At Hanson Capital Group, experience is not just a metric—it’s our foundation. Boasting over 100 years of combined expertise in real estate, we’ve cultivated a reputation for excellence and strategic insight in the market. Our formidable investments, nearing $300,000,000 under management, are a testament to our sustained success. Driving our vision forward is a harmonized team of executives and directors. CEO Chris Hanson, COO Zach Price, Managing Director of Acquisitions Chris Pike, and Managing Director of Asset Management Jim Tainter lead the charge. Together, they craft the trajectory for Hanson Capital Group, ensuring we remain at the forefront of the real estate industry.

Established in 2008, Hanson Capital Group embarked on its mission to become a trusted auction bidding service provider and create a lasting enterprise focused on creating wealth for ourselves and our partners. Aligning with prominent institutions, our dedication and energy quickly became evident, resulting in the acquisition of over 1,500 single-family homes out of foreclosure within an impressive six-year span. However, our sights were set higher.
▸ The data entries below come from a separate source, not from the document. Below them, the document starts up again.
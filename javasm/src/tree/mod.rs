pub mod access;
pub mod annotation;
pub mod class;
pub mod descriptor;
pub mod field;
pub mod method;
pub mod record;
pub mod type_annotation;
pub mod version;

/// Validation of the names used in class files, see JVMS 4.2.
///
/// The errors say what's wrong with a name, so that they can be the cause of a syntax error at the name.
mod names {
	use anyhow::{anyhow, bail, Context, Result};

	const UNQUALIFIED_FORBIDDEN: &[char] = &['.', ';', '[', '/'];
	const METHOD_FORBIDDEN: &[char] = &['.', ';', '[', '/', '<', '>'];

	fn check_chars(name: &str, forbidden: &[char]) -> Result<()> {
		if name.is_empty() {
			bail!("must not be empty");
		}
		if let Some(char) = name.chars().find(|char| forbidden.contains(char)) {
			bail!("must not contain `{char}`");
		}
		Ok(())
	}

	/// Checks an unqualified name, as used for fields, local variables and record components.
	pub(super) fn check_unqualified_name(name: &str) -> Result<()> {
		check_chars(name, UNQUALIFIED_FORBIDDEN)
	}

	/// Checks a method name, which is an unqualified name that also can't have `<` or `>`, except for
	/// `<init>` and `<clinit>`.
	pub(super) fn check_method_name(name: &str) -> Result<()> {
		if name == "<init>" || name == "<clinit>" {
			return Ok(());
		}
		check_chars(name, METHOD_FORBIDDEN)
	}

	/// Checks a class name in internal form, like `java/lang/Object`, also accepting array descriptors as
	/// `ANEWARRAY` and `CHECKCAST` use them.
	pub(super) fn check_class_name(name: &str) -> Result<()> {
		if name.starts_with('[') {
			return crate::tree::descriptor::check_field_descriptor(name).map(|_| ());
		}
		for part in name.split('/') {
			check_unqualified_name(part)
				.with_context(|| anyhow!("the part {part:?} between the `/`"))?;
		}
		Ok(())
	}

	#[cfg(test)]
	mod testing {
		use pretty_assertions::assert_eq;
		use crate::tree::names::{check_class_name, check_method_name, check_unqualified_name};

		fn reason(result: anyhow::Result<()>) -> String {
			result.map_or_else(|e| format!("{e:#}"), |()| "ok".to_owned())
		}

		#[test]
		fn class_names() {
			for name in ["Foo", "java/util/Map$Entry", "[[I", "[Ljava/lang/String;", "module-info"] {
				assert_eq!(reason(check_class_name(name)), "ok", "{name}");
			}
			assert_eq!(reason(check_class_name("")), "the part \"\" between the `/`: must not be empty");
			assert_eq!(reason(check_class_name("java//Foo")), "the part \"\" between the `/`: must not be empty");
			assert_eq!(reason(check_class_name("java.lang.Object")), "the part \"java.lang.Object\" between the `/`: must not contain `.`");
			assert!(check_class_name("[Q").is_err());
			assert!(check_class_name("[Ljava/lang/String").is_err());
		}

		#[test]
		fn unqualified_names() {
			for name in ["x", "this", "0", "$", "-"] {
				assert_eq!(reason(check_unqualified_name(name)), "ok", "{name}");
			}
			assert_eq!(reason(check_unqualified_name("")), "must not be empty");
			assert_eq!(reason(check_unqualified_name("a;b")), "must not contain `;`");
			assert_eq!(reason(check_unqualified_name("[]")), "must not contain `[`");
		}

		#[test]
		fn method_names() {
			for name in ["<init>", "<clinit>", "run", "lambda$run$0"] {
				assert_eq!(reason(check_method_name(name)), "ok", "{name}");
			}
			assert_eq!(reason(check_method_name("<main>")), "must not contain `<`");
			assert_eq!(reason(check_method_name("a/b")), "must not contain `/`");
			assert_eq!(reason(check_method_name("")), "must not be empty");
		}
	}
}
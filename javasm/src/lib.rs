//! An assembler for the textual class listing produced by ASM's `Textifier`.
//!
//! The [`reader`] module turns such a listing back into calls on the visitor traits found in [`visitor`].
//! The types in [`tree`] implement all of these traits, so assembling into a [`tree::class::ClassFile`] is as easy
//! as calling [`read_class`].
//!
//! ```no_run
//! # fn main() -> anyhow::Result<()> {
//! let text = "class Foo {\n}\n";
//! let class = javasm::read_class(text)?;
//! assert_eq!(class.name.as_str(), "Foo");
//! # Ok(())
//! # }
//! ```

pub mod tree;
pub mod visitor;
pub mod reader;
mod jstring;

mod macros;

use std::fmt::Debug;
use anyhow::{bail, Result};

pub use reader::{read_class, read_class_multi, read_method, read_method_into};
pub use reader::error::SyntaxError;

trait OptionExpansion<T> {
	fn insert_if_empty(&mut self, value: T) -> Result<()>;
}
impl<T> OptionExpansion<T> for Option<T> where T: Debug {
	fn insert_if_empty(&mut self, value: T) -> Result<()> {
		if let Some(old) = self {
			bail!("got {old:?} and {value:?}");
		} else {
			*self = Some(value);
			Ok(())
		}
	}
}
use std::fmt::{Debug, Formatter};
use java_string::JavaString;
use crate::tree::field::FieldDescriptor;

/// An annotation, written as `@Lcom/example/Tag;(key=value, ...)` in a listing.
#[derive(Clone, PartialEq)]
pub struct Annotation {
	pub annotation_type: FieldDescriptor,
	pub element_value_pairs: Vec<ElementValuePair>,
}

impl Annotation {
	pub fn new(annotation_type: FieldDescriptor) -> Annotation {
		Annotation {
			annotation_type,
			element_value_pairs: Vec::new(),
		}
	}
}

impl Debug for Annotation {
	fn fmt(&self, f: &mut Formatter<'_>) -> std::fmt::Result {
		write!(f, "@{}", self.annotation_type)?;
		f.debug_map()
			.entries(self.element_value_pairs.iter()
				.map(|pair| (&pair.name, &pair.value))
			)
			.finish()
	}
}

#[derive(Clone, PartialEq)]
pub struct ElementValuePair {
	pub name: String,
	pub value: ElementValue,
}

impl Debug for ElementValuePair {
	fn fmt(&self, f: &mut Formatter<'_>) -> std::fmt::Result {
		write!(f, "{} = {:?}", self.name, self.value)
	}
}

#[derive(Debug, Clone, PartialEq)]
pub enum ElementValue {
	Object(Object),
	/// Written as `Lcom/example/Kind;.VALUE`.
	Enum {
		type_name: FieldDescriptor,
		const_name: String,
	},
	/// A class literal, stored as a return descriptor. So `void.class` is `V`, and `String.class` is `Ljava/lang/String;`.
	Class(String),
	/// A nested annotation, `@Lcom/example/Tag;()`.
	AnnotationInterface(Annotation),
	/// Written as `{a, b}`, with the elements all of the same kind.
	ArrayType(Vec<ElementValue>),
}

/// A constant element value. The suffix of the literal decides the variant, so `1` is an `Integer`, `(byte)1` is
/// a `Byte` and `'a'` is a `Char`.
#[derive(Debug, Clone, PartialEq)]
pub enum Object {
	Byte(i8),
	Char(u16),
	Double(f64),
	Float(f32),
	Integer(i32),
	Long(i64),
	Short(i16),
	Boolean(bool),
	String(JavaString),
}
Identifying a unique opportunity to elevate our bidding pursuits, Hanson Capital, LLC was established in 2010 as a state-licensed mortgage bank. Today, Hanson Capital thrives as a leading hard money and bridge debt lender, and, to date, has overseen transactions exceeding $500 million, while consistently maintaining an equity portfolio averaging $40 million.

While our initial investments were rooted in real estate backed lending, in 2010 we began our pursuit of direct investment in value-add multifamily assets. After nearly a decade of that value-add multifamily strategy, and after buying and selling a few thousand apartment doors, our focus shifted in 2018 towards industrial real estate, which continues to be the focus today.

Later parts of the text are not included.